Tina Sharma on the primacy of listening

Tina Sharma on the primacy of listening
Tina Sharma, PR & communications manager at Olympic Foundation for Culture and Heritage, joins us to chat about the challenges of short deadlines and the value of curiosity.

Why did you choose to pursue a role in communications?

I have always thought of myself as a storyteller. I wrote my first novel when I was fifteen. To me, all communication is a form of storytelling; be it the written word, images, video or three-dimensional spaces. I have always loved telling stories and so I think communications was a natural career choice for me. I really do believe in the extraordinary power of storytelling, to change lives and to inspire.

What personal skills or attributes do you think are most important in the communications sphere? Why these skills/attributes in particular?

You would think it would be art of the written or spoken word – the gift of the gab, so to speak – but I believe that the ability to listen is far more important than these two skills.

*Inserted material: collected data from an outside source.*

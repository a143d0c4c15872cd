//! Stage 1 — demand-leveling scheduler.
//!
//! Decides, per project and skill, how many batches start in each
//! admissible month slot, flattening monthly demand. Formulated as a
//! MILP over integer start-count variables and solved with HiGHS via
//! `good_lp`:
//!
//! - *conservation*: per (project, skill), start counts sum to the
//!   project's requirement;
//! - *vacation exclusion*: no variable exists for a vacation start slot;
//! - *peak ceiling*: combined demand of both skills in any month never
//!   exceeds the configured ceiling;
//! - *objective*: minimize the sum of the two per-skill monthly peaks
//!   (each peak bounded below by every month's demand — exact under
//!   minimization).
//!
//! Monthly demand is assembled from
//! [`MonthCalendar::active_months`](crate::models::MonthCalendar::active_months)
//! exclusively, so scheduling and reporting can never disagree on when
//! a batch is in session.
//!
//! # Reference
//! Williams (2013), "Model Building in Mathematical Programming", Ch. 3
//! (minimax objectives as bounded auxiliaries)

use std::collections::{BTreeMap, HashMap};

use good_lp::solvers::highs::highs;
use good_lp::*;
use log::{info, warn};
use serde::{Deserialize, Serialize};
use thiserror::Error;

use crate::models::{MonthCalendar, PlanParams, Project, Skill};

/// One scheduled start: `count` batches of `skill` beginning at `start`.
#[derive(Debug, Clone, PartialEq, Eq, Serialize, Deserialize)]
pub struct StartSlot {
    /// Start month slot.
    pub start: usize,
    /// Number of batches beginning there.
    pub count: u32,
    /// Skill of those batches.
    pub skill: Skill,
}

/// Stage 1 output: the committed start-month schedule.
#[derive(Debug, Clone, Serialize, Deserialize)]
pub struct LevelingResult {
    /// Per project unit, the list of (start, count, skill) triples.
    pub schedule: BTreeMap<String, Vec<StartSlot>>,
    /// Achieved monthly peak on skill A.
    pub peak_a: u32,
    /// Achieved monthly peak on skill B.
    pub peak_b: u32,
    /// Achieved combined (both skills) monthly peak.
    pub peak_combined: u32,
    /// Vacation slot indices the schedule was built against.
    pub vacation_indices: Vec<usize>,
    /// Echo of the parameters used.
    pub params: PlanParams,
}

/// Stage 1 failures. The run must not proceed to Stage 2 on any of them.
#[derive(Debug, Error, PartialEq, Eq)]
pub enum LevelingError {
    /// No projects, or no project with a positive requirement.
    #[error("demand-leveling model has no variables: no batches to schedule")]
    EmptyModel,

    /// No start-month assignment satisfies the constraints.
    #[error(
        "demand-leveling is infeasible ({detail}): raise the peak ceiling, \
         shorten course durations, or reduce batch volume"
    )]
    Infeasible { detail: String },

    /// The time budget ran out before any feasible schedule was found.
    ///
    /// Logically distinct from infeasibility, handled the same way by
    /// callers; the solver status is logged for the distinction.
    #[error("demand-leveling solver exhausted its time budget with no feasible schedule")]
    TimeoutNoSolution,
}

/// Chooses a start month for every batch, minimizing the sum of the
/// per-skill monthly demand peaks under the combined peak ceiling.
pub fn level_demand(
    projects: &[Project],
    calendar: &MonthCalendar,
    params: &PlanParams,
) -> Result<LevelingResult, LevelingError> {
    let total_batches: u32 = projects.iter().map(Project::total_batches).sum();
    if projects.is_empty() || total_batches == 0 {
        return Err(LevelingError::EmptyModel);
    }
    info!(
        "stage 1: leveling {} batches across {} project unit(s), {} month horizon",
        total_batches,
        projects.len(),
        calendar.len()
    );

    // Admissible starts per (project, skill): window slots that are not
    // vacation months. A positive requirement with no admissible start
    // is infeasible before the solver ever runs.
    let mut vars = variables!();
    let mut start_vars: HashMap<(usize, Skill, usize), Variable> = HashMap::new();
    for (p_idx, project) in projects.iter().enumerate() {
        for skill in Skill::ALL {
            let requirement = project.requirement(skill);
            if requirement == 0 {
                continue;
            }
            let starts: Vec<usize> = project
                .start_window()
                .filter(|&m| !calendar.is_vacation(m))
                .collect();
            if starts.is_empty() {
                return Err(LevelingError::Infeasible {
                    detail: format!(
                        "project '{}' has no non-vacation start slot for skill {}",
                        project.name, skill
                    ),
                });
            }
            for m in starts {
                let var = vars.add(
                    variable()
                        .integer()
                        .min(0)
                        .max(f64::from(requirement))
                        .name(format!("x_{p_idx}_{skill}_{m}")),
                );
                start_vars.insert((p_idx, skill, m), var);
            }
        }
    }

    // Monthly demand per skill: every start variable contributes to the
    // months its batches are in session.
    let mut demand: HashMap<(Skill, usize), Expression> = HashMap::new();
    for (&(p_idx, skill, m_start), &var) in &start_vars {
        for m in calendar.active_months(m_start, projects[p_idx].duration) {
            *demand
                .entry((skill, m))
                .or_insert_with(|| Expression::from(0.0)) += var;
        }
    }

    let ceiling = f64::from(params.peak_ceiling);
    let peak_a = vars.add(variable().integer().min(0).max(ceiling).name("peak_a"));
    let peak_b = vars.add(variable().integer().min(0).max(ceiling).name("peak_b"));

    let mut model = vars
        .minimise(peak_a + peak_b)
        .using(highs)
        .with_time_limit(params.timeout_secs as f64);

    // Conservation: all of each requirement is scheduled somewhere.
    for (p_idx, project) in projects.iter().enumerate() {
        for skill in Skill::ALL {
            let requirement = project.requirement(skill);
            if requirement == 0 {
                continue;
            }
            let scheduled = project
                .start_window()
                .filter_map(|m| start_vars.get(&(p_idx, skill, m)))
                .fold(Expression::from(0.0), |acc, &v| acc + v);
            model.add_constraint(scheduled.eq(f64::from(requirement)));
        }
    }

    // Peak bounds and the combined ceiling, month by month.
    let zero = Expression::from(0.0);
    for m in 0..calendar.len() {
        let demand_a = demand.get(&(Skill::A, m)).unwrap_or(&zero).clone();
        let demand_b = demand.get(&(Skill::B, m)).unwrap_or(&zero).clone();
        model.add_constraint(demand_a.clone().leq(peak_a));
        model.add_constraint(demand_b.clone().leq(peak_b));
        model.add_constraint((demand_a + demand_b).leq(ceiling));
    }

    let solution = match model.solve() {
        Ok(solution) => solution,
        Err(ResolutionError::Infeasible) => {
            warn!("stage 1: solver reported infeasible");
            return Err(LevelingError::Infeasible {
                detail: "no feasible start-month assignment under the peak ceiling".into(),
            });
        }
        Err(status) => {
            warn!("stage 1: no solution, solver status: {status}");
            return Err(LevelingError::TimeoutNoSolution);
        }
    };

    // Commit the schedule, then recompute the achieved peaks from the
    // committed counts rather than trusting objective internals.
    let mut schedule: BTreeMap<String, Vec<StartSlot>> = BTreeMap::new();
    for (p_idx, project) in projects.iter().enumerate() {
        let mut slots = Vec::new();
        for skill in Skill::ALL {
            for m in project.start_window() {
                if let Some(&var) = start_vars.get(&(p_idx, skill, m)) {
                    let count = solution.value(var).round() as u32;
                    if count > 0 {
                        slots.push(StartSlot { start: m, count, skill });
                    }
                }
            }
        }
        if !slots.is_empty() {
            schedule.insert(project.name.clone(), slots);
        }
    }

    let (peak_a, peak_b, peak_combined) = achieved_peaks(&schedule, projects, calendar);
    info!(
        "stage 1: solved, peaks A={peak_a} B={peak_b} combined={peak_combined}"
    );

    Ok(LevelingResult {
        schedule,
        peak_a,
        peak_b,
        peak_combined,
        vacation_indices: calendar.vacation_indices(),
        params: params.clone(),
    })
}

/// Monthly peaks realized by a committed schedule.
fn achieved_peaks(
    schedule: &BTreeMap<String, Vec<StartSlot>>,
    projects: &[Project],
    calendar: &MonthCalendar,
) -> (u32, u32, u32) {
    let durations: HashMap<&str, usize> = projects
        .iter()
        .map(|p| (p.name.as_str(), p.duration))
        .collect();

    let mut monthly: HashMap<(Skill, usize), u32> = HashMap::new();
    for (name, slots) in schedule {
        let duration = durations[name.as_str()];
        for slot in slots {
            for m in calendar.active_months(slot.start, duration) {
                *monthly.entry((slot.skill, m)).or_insert(0) += slot.count;
            }
        }
    }

    let peak_of = |skill: Skill| {
        monthly
            .iter()
            .filter(|((s, _), _)| *s == skill)
            .map(|(_, &c)| c)
            .max()
            .unwrap_or(0)
    };
    let combined = (0..calendar.len())
        .map(|m| {
            monthly.get(&(Skill::A, m)).copied().unwrap_or(0)
                + monthly.get(&(Skill::B, m)).copied().unwrap_or(0)
        })
        .max()
        .unwrap_or(0);

    (peak_of(Skill::A), peak_of(Skill::B), combined)
}

#[cfg(test)]
mod tests {
    use super::*;
    use chrono::NaiveDate;

    fn date(y: i32, m: u32, d: u32) -> NaiveDate {
        NaiveDate::from_ymd_opt(y, m, d).unwrap()
    }

    fn calendar() -> MonthCalendar {
        MonthCalendar::from_range(date(2026, 1, 1), date(2026, 12, 1)).unwrap()
    }

    fn project(name: &str, a: u32, b: u32, duration: usize, window: (usize, usize)) -> Project {
        Project {
            name: name.into(),
            skill_a: a,
            skill_b: b,
            duration,
            window_min: window.0,
            window_max: window.1,
            end_index: 11,
        }
    }

    fn conservation_holds(result: &LevelingResult, projects: &[Project]) {
        for p in projects {
            for skill in Skill::ALL {
                let scheduled: u32 = result
                    .schedule
                    .get(&p.name)
                    .map(|slots| {
                        slots
                            .iter()
                            .filter(|s| s.skill == skill)
                            .map(|s| s.count)
                            .sum()
                    })
                    .unwrap_or(0);
                assert_eq!(scheduled, p.requirement(skill), "project {}", p.name);
            }
        }
    }

    #[test]
    fn test_levels_demand_under_ceiling() {
        // Scenario A, stage 1 part: 8 batches, 2 months, window of 10
        // starts, ceiling 8 → schedulable with peak at most 8.
        let projects = vec![project("P", 8, 0, 2, (0, 9))];
        let params = PlanParams::new().with_peak_ceiling(8).with_timeout_secs(30);
        let result = level_demand(&projects, &calendar(), &params).unwrap();

        conservation_holds(&result, &projects);
        assert!(result.peak_a <= 8);
        assert_eq!(result.peak_b, 0);
        assert!(result.peak_combined <= 8);
    }

    #[test]
    fn test_spreads_to_minimize_peak() {
        // 6 batches of 1 month over a 6-slot window: optimum peaks at 1.
        let projects = vec![project("P", 6, 0, 1, (0, 5))];
        let params = PlanParams::new().with_peak_ceiling(60).with_timeout_secs(30);
        let result = level_demand(&projects, &calendar(), &params).unwrap();

        conservation_holds(&result, &projects);
        assert_eq!(result.peak_a, 1);
    }

    #[test]
    fn test_no_starts_in_vacation_months() {
        let cal = calendar().with_vacation_labels(&["Mar/26".into(), "Jul/26".into()]);
        let projects = vec![project("P", 10, 5, 2, (0, 9))];
        let params = PlanParams::new().with_timeout_secs(30);
        let result = level_demand(&projects, &cal, &params).unwrap();

        for slots in result.schedule.values() {
            for slot in slots {
                assert!(!cal.is_vacation(slot.start));
            }
        }
        assert_eq!(result.vacation_indices, vec![2, 6]);
        conservation_holds(&result, &projects);
    }

    #[test]
    fn test_infeasible_when_ceiling_below_unavoidable_load() {
        // Scenario C: both skills must overlap in the single admissible
        // start slot; combined demand 2+2=4 exceeds ceiling 3.
        let projects = vec![project("P", 2, 2, 1, (3, 3))];
        let params = PlanParams::new().with_peak_ceiling(3).with_timeout_secs(30);
        let err = level_demand(&projects, &calendar(), &params).unwrap_err();
        assert!(matches!(err, LevelingError::Infeasible { .. }));
    }

    #[test]
    fn test_infeasible_when_window_is_all_vacation() {
        let cal = calendar().with_vacation_labels(&["Apr/26".into()]);
        let projects = vec![project("P", 1, 0, 1, (3, 3))];
        let params = PlanParams::new().with_timeout_secs(30);
        let err = level_demand(&projects, &cal, &params).unwrap_err();
        assert!(matches!(err, LevelingError::Infeasible { .. }));
    }

    #[test]
    fn test_empty_model_rejected() {
        let params = PlanParams::new();
        assert_eq!(
            level_demand(&[], &calendar(), &params).unwrap_err(),
            LevelingError::EmptyModel
        );
        let zero = vec![project("P", 0, 0, 2, (0, 5))];
        assert_eq!(
            level_demand(&zero, &calendar(), &params).unwrap_err(),
            LevelingError::EmptyModel
        );
    }

    #[test]
    fn test_ceiling_binds_combined_total() {
        // 4 A + 4 B one-month batches, two admissible slots, ceiling 4:
        // each month holds at most 4 combined, so the 8 batches must
        // split 4/4 across the two slots.
        let projects = vec![project("P", 4, 4, 1, (0, 1))];
        let params = PlanParams::new().with_peak_ceiling(4).with_timeout_secs(30);
        let result = level_demand(&projects, &calendar(), &params).unwrap();

        conservation_holds(&result, &projects);
        assert!(result.peak_combined <= 4);
    }
}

The best journalists, communicators and storytellers are the ones who can observe and listen, and find extraordinary details in things that can seem mundane to others. Also empathy, and the ability to put oneself in others’ shoes lends a lot of authenticity to communication and storytelling.

What sort of challenges do you face in your role? Is there a particular challenge that you experienced in the past that stood out?

In the field of communication, short deadlines are the most common challenge. Situations can change rapidly, crises can arise and the communications team is usually the first point of contact for external public. The pressure to deliver accurate and quality communication in a short span of time is ever-present.

What one thing would make your working life easier?

This links to the previous answer. We are often under so much pressure, working on high volumes and short deadlines that there is rarely time to sit back, reflect and look at the bigger picture. I find that creating time for strategic thinking is invaluable.

What do you think the secret of success is when working in communications?

Curiosity and good old hard work. I was raised and trained in an environment of always pushing the envelope, charting new territory and raising the bar. A deeply ingrained work ethic has been the greatest ally in my career. And creative curiosity, thinking outside the box or simply challenging the status quo also comes in handy in this field.

At React & Share, we’re obsessed with helping our clients measure and report their efforts - what measurements do you think comms teams should be presenting to internal stakeholders?

It can be a bit tricky, because communications metrics cannot be measured as easily as something like sales for example. However, I have always found that reach and engagement for digital, and AVE (Advertising Value Equivalent) for traditional PR gets the point across to internal stakeholders.

Looking into your crystal ball, what do you think will be the next big thing in communications?

We are constantly moving towards greater authenticity and transparency. With social media, user-generated content has become key. While influencers are already very prevalent, I believe that virtual community leaders and content creators will really be king in the times to come.